Taking the pill to ward off dementia is not advised, says Arlene Harris.
THE contraceptive pill has been lambasted and heralded since its conception in the 1960s. Some studies have found it to be a possible cause of cancer, while others have claimed it helps to prevent it. But it hasn’t been linked to brain health — until now.
Scientists at the University of Wisconsin have suggested that women in their 50s who took the pill during their earlier years performed better in memory tests than those who had never taken it and, in fact, may be less likely to develop dementia in later life.
The American researchers believe that oestrogen — which is the main hormone found in the pill — prevents hardening of the arteries, which increases blood supply to the brain and in turn helps to stave off dementia.
Lead researcher Kelly Egan, whose study is published in the Journal of Women’s Health, said: “Our analysis indicated that hormonal contraceptive use may have a protective cognitive (memory) effect, even years after use is discontinued.

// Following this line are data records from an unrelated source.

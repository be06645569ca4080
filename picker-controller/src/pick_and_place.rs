use crate::cell_config::CellConfig;
use crate::move_group::{MoveGroup, MoveGroupError, MoveItErrorCode, MoveTarget, Pose};
use crate::scene::{
    AttachedCollisionObject, CollisionObject, PlanningSceneInterface, PlanningSceneMonitor,
    SceneError, SolidPrimitive,
};
use nalgebra as na;
use std::fmt;
use thiserror::Error;
use tokio::time::sleep;
use tracing::{debug, info, warn};

#[derive(Error, Debug)]
pub enum PickPlaceError {
    #[error("motion service request failed")]
    MoveGroup(#[from] MoveGroupError),
    #[error("scene service request failed")]
    Scene(#[from] SceneError),
}

type Result<T> = std::result::Result<T, PickPlaceError>;

#[derive(Debug, Clone, Copy, PartialEq, Eq)]
pub enum Step {
    Home,
    Approach,
    OpenGripper,
    Descend,
    CloseGripper,
    Transport,
    Lower,
    Release,
}

impl Step {
    pub fn number(self) -> u8 {
        match self {
            Step::Home => 1,
            Step::Approach => 2,
            Step::OpenGripper => 3,
            Step::Descend => 4,
            Step::CloseGripper => 5,
            Step::Transport => 6,
            Step::Lower => 7,
            Step::Release => 8,
        }
    }
}

impl fmt::Display for Step {
    fn fmt(&self, f: &mut fmt::Formatter<'_>) -> fmt::Result {
        let text = match self {
            Step::Home => "move to home position",
            Step::Approach => "place the tool above the object",
            Step::OpenGripper => "open the gripper",
            Step::Descend => "move the tool close to the object",
            Step::CloseGripper => "close the gripper",
            Step::Transport => "move the tool above the plate",
            Step::Lower => "lower the tool above the plate",
            Step::Release => "open the gripper",
        };
        write!(f, "{}. {}", self.number(), text)
    }
}

#[derive(Debug, Clone, PartialEq)]
pub struct StepReport {
    pub step: Step,
    pub target_kind: &'static str,
    /// Informational only, the move was requested either way
    pub plan_succeeded: bool,
    pub execution: MoveItErrorCode,
}

#[derive(Debug, Clone, PartialEq, Default)]
pub struct RunReport {
    pub steps: Vec<StepReport>,
    pub final_target: Option<Pose>,
}

impl RunReport {
    pub fn all_succeeded(&self) -> bool {
        self.steps
            .iter()
            .all(|step| step.plan_succeeded && step.execution.is_success())
    }

    pub fn failed_steps(&self) -> impl Iterator<Item = &StepReport> {
        self.steps
            .iter()
            .filter(|step| !step.plan_succeeded || !step.execution.is_success())
    }
}

/// Set target, plan, log the outcome and move no matter what the plan said.
async fn plan_and_move(
    group: &mut dyn MoveGroup,
    step: Step,
    target: MoveTarget,
) -> std::result::Result<StepReport, MoveGroupError> {
    info!("{}", step);
    let target_kind = target.kind();
    match target {
        MoveTarget::Joints(values) => group.set_joint_value_target(values)?,
        MoveTarget::Pose(pose) => group.set_pose_target(pose)?,
    }
    let plan_succeeded = match group.plan().await {
        Ok(plan) => {
            debug!(
                group = group.name(),
                waypoints = plan.trajectory.len(),
                "Planned in {:?}",
                plan.planning_time
            );
            true
        }
        Err(MoveGroupError::Planning(code)) => {
            debug!(group = group.name(), %code, "Planning failed");
            false
        }
        Err(error) => return Err(error),
    };
    info!(
        "Visualizing plan {} ({} goal) {}",
        step.number(),
        target_kind,
        if plan_succeeded { "ok" } else { "FAILED" }
    );
    let execution = group.move_to_target().await?;
    if !execution.is_success() {
        warn!(group = group.name(), %execution, "Motion for step {} did not succeed", step.number());
    }
    Ok(StepReport {
        step,
        target_kind,
        plan_succeeded,
        execution,
    })
}

/// The fixed pick and place choreography.
///
/// Every capability comes from the injected groups and scene service. Steps run in a
/// fixed order and nothing here reacts to planning or execution outcomes.
pub struct PickAndPlace {
    arm: Box<dyn MoveGroup>,
    gripper: Box<dyn MoveGroup>,
    scene: Box<dyn PlanningSceneInterface>,
    monitor: PlanningSceneMonitor,
    config: CellConfig,
}

impl PickAndPlace {
    pub fn new(
        arm: Box<dyn MoveGroup>,
        gripper: Box<dyn MoveGroup>,
        scene: Box<dyn PlanningSceneInterface>,
        monitor: PlanningSceneMonitor,
        config: CellConfig,
    ) -> Self {
        Self {
            arm,
            gripper,
            scene,
            monitor,
            config,
        }
    }

    pub async fn run(&mut self) -> Result<RunReport> {
        let object = self.add_object().await?;
        self.allow_gripper_collisions(&object.id).await?;
        info!(
            "Available Planning Groups: {}",
            self.arm.joint_model_group_names().join(", ")
        );

        let motion = self.config.motion.clone();
        let mut report = RunReport::default();

        let home = self.arm.named_target_values(&motion.home_target)?;
        report.steps.push(
            plan_and_move(self.arm.as_mut(), Step::Home, MoveTarget::Joints(home)).await?,
        );

        let current = self.arm.current_pose(&self.config.end_effector_link).await?;
        let object_position = self.config.object.position;
        let mut target = Pose::new(
            na::Vector3::new(object_position.x, object_position.y, motion.approach_height),
            current.pose.orientation,
        );
        report
            .steps
            .push(self.move_arm(Step::Approach, &target).await?);

        report
            .steps
            .push(self.move_gripper(Step::OpenGripper, &motion.open_target).await?);

        target.position.z -= motion.grasp_descent;
        report
            .steps
            .push(self.move_arm(Step::Descend, &target).await?);

        report
            .steps
            .push(self.move_gripper(Step::CloseGripper, &motion.closed_target).await?);

        self.attach_object(&object).await?;

        target.position.z += motion.lift_height;
        target.position.x += motion.transport_offset_x;
        report
            .steps
            .push(self.move_arm(Step::Transport, &target).await?);

        target.position.z -= motion.place_descent;
        report
            .steps
            .push(self.move_arm(Step::Lower, &target).await?);

        report
            .steps
            .push(self.move_gripper(Step::Release, &motion.open_target).await?);

        info!("Remove the object from the world");
        self.scene
            .remove_collision_objects(&[object.id.clone()])
            .await?;

        report.final_target = Some(target);
        Ok(report)
    }

    async fn add_object(&mut self) -> Result<CollisionObject> {
        let object_config = &self.config.object;
        let object = CollisionObject::new(object_config.id.clone(), self.arm.planning_frame())
            .with_primitive(
                SolidPrimitive::Box {
                    dimensions: object_config.dimensions,
                },
                Pose::from_position(object_config.position),
            );
        self.scene
            .apply_collision_objects(std::slice::from_ref(&object))
            .await?;
        info!("Add an object into the world");
        sleep(self.config.scene_settle()).await;
        Ok(object)
    }

    /// Holds the scene write lock only while editing and reading back the diff
    async fn allow_gripper_collisions(&mut self, object_id: &str) -> Result<()> {
        let diff = {
            let mut scene = self.monitor.lock_scene_rw().await;
            let matrix = scene.allowed_collision_matrix_mut();
            matrix.set_entry(object_id, &self.config.grasp.left_finger_link, true);
            matrix.set_entry(object_id, &self.config.grasp.right_finger_link, true);
            info!("AllowedCollisionMatrix:\n{}", scene.allowed_collision_matrix());
            scene.diff()
        };
        self.scene.apply_planning_scene(diff).await?;
        sleep(self.config.scene_settle()).await;
        Ok(())
    }

    async fn attach_object(&mut self, object: &CollisionObject) -> Result<()> {
        let grasp = &self.config.grasp;
        let attached = AttachedCollisionObject::new(
            grasp.right_finger_link.clone(),
            CollisionObject::new(object.id.clone(), object.frame_id.clone()),
        )
        .with_touch_link(grasp.left_finger_link.clone());
        self.scene.apply_attached_collision_object(attached).await?;
        debug!("Attached {} to {}", object.id, grasp.right_finger_link);
        Ok(())
    }

    async fn move_arm(&mut self, step: Step, target: &Pose) -> Result<StepReport> {
        let target = MoveTarget::Pose(target.clone());
        Ok(plan_and_move(self.arm.as_mut(), step, target).await?)
    }

    async fn move_gripper(&mut self, step: Step, named_target: &str) -> Result<StepReport> {
        let target = MoveTarget::Joints(self.gripper.named_target_values(named_target)?);
        Ok(plan_and_move(self.gripper.as_mut(), step, target).await?)
    }
}
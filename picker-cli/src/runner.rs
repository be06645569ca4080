use anyhow::Result;
use picker_controller::{
    cell_config::CellConfig,
    node::NodeOptions,
    pick_and_place::{PickAndPlace, RunReport},
    sim::SimulatedCell,
};

async fn pick_and_place(cell: &SimulatedCell, config: CellConfig) -> Result<RunReport> {
    let arm = cell.move_group(&config.arm_group)?;
    let gripper = cell.move_group(&config.gripper_group)?;
    let mut choreography = PickAndPlace::new(
        Box::new(arm),
        Box::new(gripper),
        Box::new(cell.scene_interface()),
        cell.scene_monitor(),
        config,
    );
    Ok(choreography.run().await?)
}

/// Runs the choreography against the simulated cell.
/// The cell is shut down whether the run finished or not.
pub async fn run_simulated(node: NodeOptions, config: CellConfig) -> Result<RunReport> {
    let cell = SimulatedCell::init(node, &config);
    let result = pick_and_place(&cell, config).await;
    let shutdown = cell.shutdown().await;
    let report = result?;
    shutdown?;
    Ok(report)
}
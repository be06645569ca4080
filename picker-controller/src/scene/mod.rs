mod collision_matrix;
mod monitor;

pub use collision_matrix::AllowedCollisionMatrix;
pub use monitor::{LockedPlanningSceneRo, LockedPlanningSceneRw, PlanningScene, PlanningSceneMonitor};

use crate::move_group::Pose;
use async_trait::async_trait;
use nalgebra as na;
use std::collections::BTreeMap;
use thiserror::Error;

#[derive(Error, Debug)]
pub enum SceneError {
    #[error("object {0:?} is not in the scene")]
    UnknownObject(String),
    #[error("link {0:?} is not part of the robot")]
    UnknownLink(String),
    #[error("object {0:?} has no geometry")]
    EmptyObject(String),
    #[error("scene service unavailable: {0}")]
    Transport(String),
}

type Result<T> = std::result::Result<T, SceneError>;

#[derive(Debug, Clone, PartialEq)]
pub enum SolidPrimitive {
    /// Full edge lengths along x, y and z
    Box { dimensions: na::Vector3<f32> },
}

impl SolidPrimitive {
    pub fn cuboid(x: f32, y: f32, z: f32) -> Self {
        SolidPrimitive::Box {
            dimensions: na::Vector3::new(x, y, z),
        }
    }
}

#[derive(Debug, Clone, Copy, PartialEq, Eq)]
pub enum ObjectOperation {
    Add,
    Remove,
    Move,
}

#[derive(Debug, Clone, PartialEq)]
pub struct CollisionObject {
    pub id: String,
    pub frame_id: String,
    pub primitives: Vec<(SolidPrimitive, Pose)>,
    pub operation: ObjectOperation,
}

impl CollisionObject {
    pub fn new(id: impl Into<String>, frame_id: impl Into<String>) -> Self {
        CollisionObject {
            id: id.into(),
            frame_id: frame_id.into(),
            primitives: vec![],
            operation: ObjectOperation::Add,
        }
    }

    pub fn with_primitive(mut self, primitive: SolidPrimitive, pose: Pose) -> Self {
        self.primitives.push((primitive, pose));
        self
    }

    pub fn with_operation(mut self, operation: ObjectOperation) -> Self {
        self.operation = operation;
        self
    }

    /// Pose of the first primitive, which is what a single box object is placed by
    pub fn pose(&self) -> Option<&Pose> {
        self.primitives.first().map(|(_, pose)| pose)
    }
}

/// Object bound to a robot link so it moves with it
#[derive(Debug, Clone, PartialEq)]
pub struct AttachedCollisionObject {
    pub link_name: String,
    pub object: CollisionObject,
    /// Links besides `link_name` that may touch the object
    pub touch_links: Vec<String>,
}

impl AttachedCollisionObject {
    pub fn new(link_name: impl Into<String>, object: CollisionObject) -> Self {
        AttachedCollisionObject {
            link_name: link_name.into(),
            object,
            touch_links: vec![],
        }
    }

    pub fn with_touch_link(mut self, link: impl Into<String>) -> Self {
        self.touch_links.push(link.into());
        self
    }
}

#[derive(Debug, Clone, Default, PartialEq)]
pub struct PlanningSceneDiff {
    pub is_diff: bool,
    pub allowed_collision_matrix: Option<AllowedCollisionMatrix>,
    pub world: Vec<CollisionObject>,
    pub attached: Vec<AttachedCollisionObject>,
}

impl PlanningSceneDiff {
    pub fn is_empty(&self) -> bool {
        self.allowed_collision_matrix.is_none() && self.world.is_empty() && self.attached.is_empty()
    }
}

/// Edits of the shared scene owned by the external service.
#[async_trait]
pub trait PlanningSceneInterface: Send + Sync {
    async fn apply_collision_objects(&mut self, objects: &[CollisionObject]) -> Result<()>;
    async fn remove_collision_objects(&mut self, object_ids: &[String]) -> Result<()>;
    async fn apply_attached_collision_object(
        &mut self,
        object: AttachedCollisionObject,
    ) -> Result<()>;
    async fn apply_planning_scene(&mut self, diff: PlanningSceneDiff) -> Result<()>;
    async fn known_object_names(&self) -> Result<Vec<String>>;
    /// World objects by id, missing ids are skipped
    async fn objects(&self, object_ids: &[String]) -> Result<BTreeMap<String, CollisionObject>>;
    async fn attached_objects(
        &self,
        object_ids: &[String],
    ) -> Result<BTreeMap<String, AttachedCollisionObject>>;
}
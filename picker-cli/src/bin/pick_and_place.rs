use anyhow::{Context, Result};
use clap::Parser;
use picker_cli::{error::CliError, logging, runner};
use picker_controller::{
    cell_config::CellConfig,
    node::{NodeOptions, DEFAULT_NODE_NAME, ROOT_NAMESPACE},
};
use std::path::PathBuf;

#[derive(Parser)]
#[command(author, version)]
struct Args {
    /// Name this node registers under
    #[arg(long, default_value = DEFAULT_NODE_NAME)]
    node_name: String,

    #[arg(long, default_value = ROOT_NAMESPACE)]
    namespace: String,

    /// Cell config, json or yaml. Bundled UR5 cell is used when missing
    #[arg(short, long)]
    config: Option<PathBuf>,

    /// Print the resolved config as yaml and exit
    #[arg(long)]
    print_config: bool,

    /// Log as json lines
    #[arg(long)]
    json_logs: bool,

    /// Sets the level of verbosity
    #[arg(short, long, action = clap::ArgAction::Count)]
    verbose: u8,
}

fn load_config(path: Option<&PathBuf>) -> std::result::Result<CellConfig, CliError> {
    match path {
        Some(path) => CellConfig::load(path).map_err(|source| CliError::Config {
            path: path.clone(),
            source,
        }),
        None => CellConfig::included().map_err(CliError::IncludedConfig),
    }
}

#[tokio::main]
async fn main() -> Result<()> {
    let args = Args::parse();
    let config = load_config(args.config.as_ref()).context("No usable cell config")?;

    if args.print_config {
        print!("{}", config.serialize_to_yaml()?);
        return Ok(());
    }

    logging::setup_tracing(args.verbose, args.json_logs);

    let node = NodeOptions::new(&args.node_name, &args.namespace).map_err(CliError::from)?;
    tracing::info!("Starting {}", node);

    let report = runner::run_simulated(node, config).await?;
    for step in report.failed_steps() {
        tracing::warn!(
            plan_succeeded = step.plan_succeeded,
            execution = %step.execution,
            "Step {} did not go as planned",
            step.step
        );
    }
    if let Some(target) = &report.final_target {
        tracing::info!(
            "Finished {} steps, last target at [{:.3}, {:.3}, {:.3}]",
            report.steps.len(),
            target.position.x,
            target.position.y,
            target.position.z
        );
    }
    Ok(())
}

This is especially true in subjects with a longer duration of use.”
But the Irish Medicines Board says this research is not conclusive and people would be advised not to start taking the pill for the sole purpose of preventing dementia.
“The IMB is aware of this study carried out by the University of Wisconsin,” says a spokeswoman. “The authors themselves acknowledge the many limitations of the study and advise caution against interpretation of their results.
“Much more research is necessary in larger more focussed clinical trials before any conclusions can be made on this hypothesis.”
Dr Shirley McQuade of the Dublin Well Woman Clinic agrees: “The reasons for dementia are complex and multifactorial,” she says. “There probably is a link to oestrogen because previous studies have shown women who go through an early surgical menopause due to removal of their ovaries are more likely to have some cognitive impairment such as increased levels of forgetfulness.
“There have also been a number of studies looking at the possible protective effect of HRT on the development of dementia. However, it’s a bit of a leap from there to saying the contraceptive pill might be protective against dementia in the vast majority of normal women.”
Matthew Gibb, senior social worker at the Memory Clinic in St James’ Hospital, Dublin, says looking after our vascular health will help to prevent hardening of the arteries.
“We would always advise people that what is good for the heart is good for the brain,” he says.